*What you should do*
Wherever "report" occurs in the entries, copy the line that holds it.

.....

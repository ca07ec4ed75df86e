//! # phaseplan-render
//!
//! Output backends for phaseplan schedules.
//!
//! This crate provides:
//! - The tabular layout and its round trip back into a project
//! - Styled XLSX workbooks (written with rust_xlsxwriter, read with calamine)
//! - Plain CSV files
//! - The text details report
//!
//! ## Example
//!
//! ```rust,ignore
//! use phaseplan_core::{Project, Renderer, Scheduler};
//! use phaseplan_render::{read_xlsx, DetailsRenderer, ExcelRenderer, TableSerializer};
//! use phaseplan_solver::SequenceSolver;
//!
//! let schedule = SequenceSolver::new().schedule(&project)?;
//!
//! // Styled workbook
//! ExcelRenderer::new().write_to_file(&project, &schedule, "plan.xlsx")?;
//!
//! // Text report
//! let report = DetailsRenderer::new().currency("₦").render(&project, &schedule)?;
//!
//! // And back again
//! let restored = TableSerializer::read(&read_xlsx("plan.xlsx")?)?;
//! ```

pub mod delimited;
pub mod excel;
pub mod table;
pub mod text;

pub use delimited::{load_csv, read_csv, write_csv, CsvRenderer};
pub use excel::{read_xlsx, read_xlsx_bytes, ExcelRenderer};
pub use table::{Cell, Layout, MergedRange, RowKind, Table, TableSerializer};
pub use text::{format_amount, DetailsRenderer};

use phaseplan_core::{LoadError, Project};
use std::path::Path;

/// Table file formats understood by [`load_table`]
#[derive(Clone, Copy, Debug, PartialEq, Eq)]
pub enum TableFormat {
    Xlsx,
    Csv,
}

impl TableFormat {
    /// Pick a format from a file extension, case-insensitively
    pub fn from_path(path: &Path) -> Option<Self> {
        let ext = path.extension()?.to_str()?.to_ascii_lowercase();
        match ext.as_str() {
            "xlsx" => Some(Self::Xlsx),
            "csv" => Some(Self::Csv),
            _ => None,
        }
    }
}

/// Load a table file, choosing the backend by extension
pub fn load_table(path: impl AsRef<Path>) -> Result<Table, LoadError> {
    let path = path.as_ref();
    match TableFormat::from_path(path) {
        Some(TableFormat::Xlsx) => read_xlsx(path),
        Some(TableFormat::Csv) => load_csv(path),
        None => Err(LoadError::Format(format!(
            "unsupported table file: {}",
            path.display()
        ))),
    }
}

/// Load a previously exported table file back into a project
pub fn import_project(path: impl AsRef<Path>) -> Result<Project, LoadError> {
    TableSerializer::read(&load_table(path)?)
}
//! Derived schedule data.
//!
//! A [`Schedule`] is never stored with the project; it is recomputed from the
//! activities whenever it is needed and carries exactly what a renderer needs:
//! per-sequence offsets, the critical set and the budget total.

use crate::{Activity, ActivitySection, CalendarFormat, Sequence};
use rust_decimal::Decimal;
use serde::{Deserialize, Serialize};
use std::collections::{BTreeMap, BTreeSet};

/// Value identity of an activity inside its sequence group.
///
/// Activities with equal keys share section, sequence, name and duration,
/// so they are either all critical or all not.
#[derive(Clone, Debug, PartialEq, Eq, PartialOrd, Ord, Hash, Serialize, Deserialize)]
pub struct ActivityKey {
    pub section: ActivitySection,
    pub sequence: Sequence,
    pub task: String,
    pub duration: u32,
}

impl From<&Activity> for ActivityKey {
    fn from(activity: &Activity) -> Self {
        Self {
            section: activity.section,
            sequence: activity.sequence,
            task: activity.task.clone(),
            duration: activity.duration,
        }
    }
}

/// The result of scheduling a project
#[derive(Clone, Debug, Default, PartialEq, Serialize, Deserialize)]
pub struct Schedule {
    /// Calendar format the adjusted values were computed with
    pub calendar_format: CalendarFormat,
    /// Raw working-day offset per sequence
    pub raw_days: BTreeMap<Sequence, i64>,
    /// Calendar-adjusted offset per sequence
    pub calendar_days: BTreeMap<Sequence, i64>,
    /// Activities holding the maximum duration of their sequence group
    pub critical: BTreeSet<ActivityKey>,
    /// Sum of all activity budgets
    pub total_budget: Decimal,
}

impl Schedule {
    /// Raw offset of a sequence (0 when unknown)
    pub fn raw_days_for(&self, sequence: Sequence) -> i64 {
        self.raw_days.get(&sequence).copied().unwrap_or(0)
    }

    /// Calendar-adjusted schedule value shown for an activity.
    ///
    /// Pre-kickoff work is always anchored at day 0.
    pub fn schedule_days(&self, activity: &Activity) -> i64 {
        match activity.section {
            ActivitySection::PreKickoff => 0,
            ActivitySection::PostKickoff => self
                .calendar_days
                .get(&activity.sequence)
                .copied()
                .unwrap_or(0),
        }
    }

    pub fn is_critical(&self, activity: &Activity) -> bool {
        self.critical.contains(&activity.key())
    }

    /// Calendar days until the last post-kickoff stage finishes
    pub fn project_duration(&self) -> i64 {
        self.calendar_days.values().copied().max().unwrap_or(0)
    }
}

.....

*Task result*
//! - The text details report
//! // Text report
//! let report = DetailsRenderer::new().currency("₦").render(&project, &schedule)?;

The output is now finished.